[Start of section]
use crate::app::Logger;
use std::fs;
use std::path::{Path, PathBuf};
use std::thread;
use std::time::{Duration, Instant};

pub mod fake;
pub mod supervisor;

pub use supervisor::{ProcessSupervisor, SystemSupervisor, ViewerExit};

const TERMINATE_POLL: Duration = Duration::from_millis(50);
pub const DEVICE_PLACEHOLDER: &str = "{device}";
pub const PATH_PLACEHOLDER: &str = "{path}";

/// Viewer invocation and console settings.
#[derive(Debug, Clone, PartialEq, Eq)]
pub struct DisplayOptions {
    pub viewer_program: String,
    /// Arguments with `{device}`/`{path}` placeholders.
    pub viewer_args: Vec<String>,
    pub framebuffer_device: PathBuf,
    pub cursor_blink_path: PathBuf,
    pub start_timeout: Duration,
    pub terminate_wait: Duration,
}

impl DisplayOptions {
    pub fn expand_args(&self, image: &Path) -> Vec<String> {
        let device = self.framebuffer_device.to_string_lossy();
        let path = image.to_string_lossy();
        self.viewer_args
            .iter()
            .map(|arg| {
                arg.replace(DEVICE_PLACEHOLDER, &device)
                    .replace(PATH_PLACEHOLDER, &path)
            })
            .collect()
    }
}

#[derive(Debug, Clone, PartialEq, Eq)]
pub enum DisplayOutcome {
    Shown,
    Failed(String),
}

impl DisplayOutcome {
    pub fn is_shown(&self) -> bool {
        matches!(self, DisplayOutcome::Shown)
    }
}

/// Keeps exactly one viewer on the framebuffer.
pub struct DisplayDriver<'a, S: ProcessSupervisor> {
    options: DisplayOptions,
    supervisor: S,
    logger: &'a Logger,
}

impl<'a, S: ProcessSupervisor> DisplayDriver<'a, S> {
    pub fn new(options: DisplayOptions, supervisor: S, logger: &'a Logger) -> Self {
        Self {
            options,
            supervisor,
            logger,
        }
    }

    pub fn supervisor(&self) -> &S {
        &self.supervisor
    }

    pub fn supervisor_mut(&mut self) -> &mut S {
        &mut self.supervisor
    }

    /// Replace whatever is on screen with `image`. Failures are logged and
    /// reported, never propagated.
    pub fn show(&mut self, image: &Path) -> DisplayOutcome {
        self.stop_existing_viewers();
        self.hide_cursor();

        self.logger
            .info(format!("Displaying image: {}", image.display()));
        let program = self.options.viewer_program.clone();
        let args = self.options.expand_args(image);
        let pid = match self.supervisor.spawn(&program, &args) {
            Ok(pid) => pid,
            Err(err) => {
                let reason = format!("viewer failed to start: {err}");
                self.logger.error(&reason);
                return DisplayOutcome::Failed(reason);
            }
        };

        match self.supervisor.wait_timeout(pid, self.options.start_timeout) {
            Ok(None) | Ok(Some(ViewerExit { success: true, .. })) => {
                self.logger.info(format!(
                    "Image {} displayed successfully.",
                    image.display()
                ));
                DisplayOutcome::Shown
            }
            Ok(Some(ViewerExit { code, .. })) => {
                let reason = match code {
                    Some(code) => format!("viewer exited with status {code}"),
                    None => "viewer was killed by a signal".to_string(),
                };
                self.logger.error(format!("Failed to display image: {reason}"));
                DisplayOutcome::Failed(reason)
            }
            Err(err) => {
                let reason = format!("could not check viewer status: {err}");
                self.logger.error(format!("Failed to display image: {reason}"));
                DisplayOutcome::Failed(reason)
            }
        }
    }

    /// Terminate every running viewer and wait briefly for each to go away.
    pub fn stop_existing_viewers(&mut self) -> usize {
        let pids = self.supervisor.find(&self.options.viewer_program);
        if pids.is_empty() {
            self.logger.debug("No running viewer found.");
            return 0;
        }
        let mut stopped = 0;
        for pid in pids {
            self.logger
                .info(format!("Stopping previous viewer (pid {pid})."));
            if let Err(err) = self.supervisor.terminate(pid) {
                self.logger
                    .warn(format!("Could not stop viewer pid {pid}: {err}"));
                continue;
            }
            if self.wait_for_exit(pid) {
                stopped += 1;
            } else {
                self.logger.warn(format!(
                    "Viewer pid {pid} still running after {}",
                    humantime::format_duration(self.options.terminate_wait)
                ));
            }
        }
        stopped
    }

    /// Write `0` to the fbcon cursor blink control.
    pub fn hide_cursor(&self) -> bool {
        match fs::write(&self.options.cursor_blink_path, "0") {
            Ok(()) => {
                self.logger.debug("Cursor blinking disabled.");
                true
            }
            Err(err) => {
                self.logger.warn(format!(
                    "Could not disable cursor blink via {}: {err}",
                    self.options.cursor_blink_path.display()
                ));
                false
            }
        }
    }

    fn wait_for_exit(&mut self, pid: u32) -> bool {
        let deadline = Instant::now() + self.options.terminate_wait;
        loop {
            if !self.supervisor.is_running(pid) {
                return true;
            }
            let now = Instant::now();
            if now >= deadline {
                return false;
            }
            thread::sleep((deadline - now).min(TERMINATE_POLL));
        }
    }
}
use crate::{
    cli::RunOptions,
    config::Config,
    display::{DisplayDriver, DisplayOptions, SystemSupervisor},
    probe::{NetworkPlan, ProbeOptions, Prober, SystemHost},
    remote::{BaseUrl, ReqwestTransport},
    retry::Sleeper,
    Error, Result,
};
use chrono::Local;
use std::{fs, path::PathBuf, str::FromStr, time::Duration};

mod lifecycle;
mod logger;
pub mod scheduler;

pub use lifecycle::InterruptibleSleeper;
pub use logger::{LogLevel, Logger};
use scheduler::{CycleOutcome, Scheduler};

/// Config for the agent after file values and CLI overrides are merged.
#[derive(Debug, Clone, PartialEq, Eq)]
pub struct AppConfig {
    pub image_dir: PathBuf,
    pub log_file: Option<PathBuf>,
    pub log_level: LogLevel,
    pub refresh_minute: u32,
    pub download_timeout: Duration,
    pub probe: ProbeOptions,
    pub display: DisplayOptions,
    pub skip_probe: bool,
}

impl AppConfig {
    /// CLI values win over file values; the merged result is validated as a whole.
    pub fn from_sources(mut config: Config, opts: RunOptions) -> Result<Self> {
        if let Some(url) = opts.base_url {
            config.internal_base_url = url;
        }
        if let Some(url) = opts.external_url {
            config.external_base_url = Some(url);
        }
        if let Some(dir) = opts.image_dir {
            config.image_dir = dir;
        }
        if let Some(path) = opts.log_file {
            config.log_file = Some(path);
        }
        if let Some(level) = opts.log_level {
            config.log_level = level;
        }
        if let Some(minute) = opts.refresh_minute {
            config.refresh_minute = minute;
        }
        config.skip_probe |= opts.skip_probe;
        crate::config::validate(&config)?;

        let log_level = LogLevel::from_str(&config.log_level).map_err(Error::Config)?;
        let external_base_url = config
            .external_base_url
            .as_deref()
            .map(BaseUrl::parse)
            .transpose()?;

        Ok(Self {
            image_dir: config.image_dir,
            log_file: config.log_file,
            log_level,
            refresh_minute: config.refresh_minute,
            download_timeout: Duration::from_secs(config.download_timeout_secs),
            probe: ProbeOptions {
                internal_base_url: BaseUrl::parse(&config.internal_base_url)?,
                external_base_url,
                internal_gateway_prefix: config.internal_gateway_prefix,
                ping_host: config.ping_host,
                probe_interval: Duration::from_secs(config.probe_interval_secs),
                reachability_timeout: Duration::from_secs(config.reachability_timeout_secs),
                http_timeout: Duration::from_secs(config.http_timeout_secs),
                time_sync_command: config.time_sync_command,
            },
            display: DisplayOptions {
                viewer_program: config.viewer_program,
                viewer_args: config.viewer_args,
                framebuffer_device: config.framebuffer_device,
                cursor_blink_path: config.cursor_blink_path,
                start_timeout: Duration::from_millis(config.viewer_start_timeout_ms),
                terminate_wait: Duration::from_millis(config.terminate_wait_ms),
            },
            skip_probe: config.skip_probe,
        })
    }
}

pub struct App {
    config: AppConfig,
    logger: Logger,
}

impl App {
    pub fn new(config: AppConfig) -> Self {
        let logger = Logger::new(config.log_level, config.log_file.clone());
        Self { config, logger }
    }

    pub fn from_options(opts: RunOptions) -> Result<Self> {
        let cfg_file = match opts.config.as_deref() {
            Some(path) => Config::load_from_path(path)?,
            None => Config::load_or_default()?,
        };
        let merged = AppConfig::from_sources(cfg_file, opts)?;
        Ok(Self::new(merged))
    }

    pub fn config(&self) -> &AppConfig {
        &self.config
    }

    pub fn logger(&self) -> &Logger {
        &self.logger
    }

    /// Daemon entry point: probe, draw, then refresh hourly until SIGINT/SIGTERM.
    pub fn run(&self) -> Result<()> {
        let sleeper = InterruptibleSleeper::new(lifecycle::create_shutdown_flag()?);
        let transport = self.transport()?;
        self.logger.info(format!(
            "picframe {} starting (images in {}, refresh at minute {})",
            env!("CARGO_PKG_VERSION"),
            self.config.image_dir.display(),
            self.config.refresh_minute
        ));
        if let Some(path) = self.logger.path() {
            self.logger.debug(format!("Logging to {}", path.display()));
        }
        self.prepare_image_dir();

        let plan = self.network_plan(&sleeper)?;
        if !sleeper.is_running() {
            self.logger.info("Shutdown requested during startup.");
            return Ok(());
        }
        let display = DisplayDriver::new(
            self.config.display.clone(),
            SystemSupervisor::new(),
            &self.logger,
        );
        let mut scheduler = Scheduler::new(
            plan,
            &self.config.image_dir,
            &transport,
            display,
            self.config.refresh_minute,
            &self.logger,
        );
        scheduler.run(&sleeper, Local::now);
        Ok(())
    }

    /// Single cycle for cron-style use and manual checks.
    pub fn run_once(&self) -> Result<CycleOutcome> {
        let sleeper = InterruptibleSleeper::new(lifecycle::create_shutdown_flag()?);
        let transport = self.transport()?;
        self.prepare_image_dir();

        let plan = self.network_plan(&sleeper)?;
        let display = DisplayDriver::new(
            self.config.display.clone(),
            SystemSupervisor::new(),
            &self.logger,
        );
        let mut scheduler = Scheduler::new(
            plan,
            &self.config.image_dir,
            &transport,
            display,
            self.config.refresh_minute,
            &self.logger,
        );
        scheduler.prepare();
        Ok(scheduler.run_cycle())
    }

    pub fn next_wake(&self) -> Duration {
        scheduler::next_wake(&Local::now(), self.config.refresh_minute)
    }

    /// A missing or unwritable image dir only costs this cycle's download.
    fn prepare_image_dir(&self) {
        if let Err(err) = fs::create_dir_all(&self.config.image_dir) {
            self.logger.warn(format!(
                "Cannot create image directory {}: {err}; will retry on the next cycle.",
                self.config.image_dir.display()
            ));
        }
    }

    fn transport(&self) -> Result<ReqwestTransport> {
        ReqwestTransport::new(self.config.probe.http_timeout, self.config.download_timeout)
    }

    fn network_plan<S: Sleeper + ?Sized>(&self, sleeper: &S) -> Result<NetworkPlan> {
        if self.config.skip_probe {
            self.logger.info("Skipping startup network checks.");
            return Ok(NetworkPlan::unprobed(&self.config.probe));
        }
        let host = SystemHost::new()?;
        let mut prober = Prober::new(&self.config.probe, host, sleeper, &self.logger);
        Ok(prober.probe())
    }
}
[End of section]
• WHAT YOU HAVE TO DO
When a line in the records above holds "NetworkPlan", that line is to be reported.

• EXERCISE RESPONSE
    probe::{NetworkPlan, ProbeOptions, Prober, SystemHost},
    fn network_plan<S: Sleeper + ?Sized>(&self, sleeper: &S) -> Result<NetworkPlan> {
            return Ok(NetworkPlan::unprobed(&self.config.probe));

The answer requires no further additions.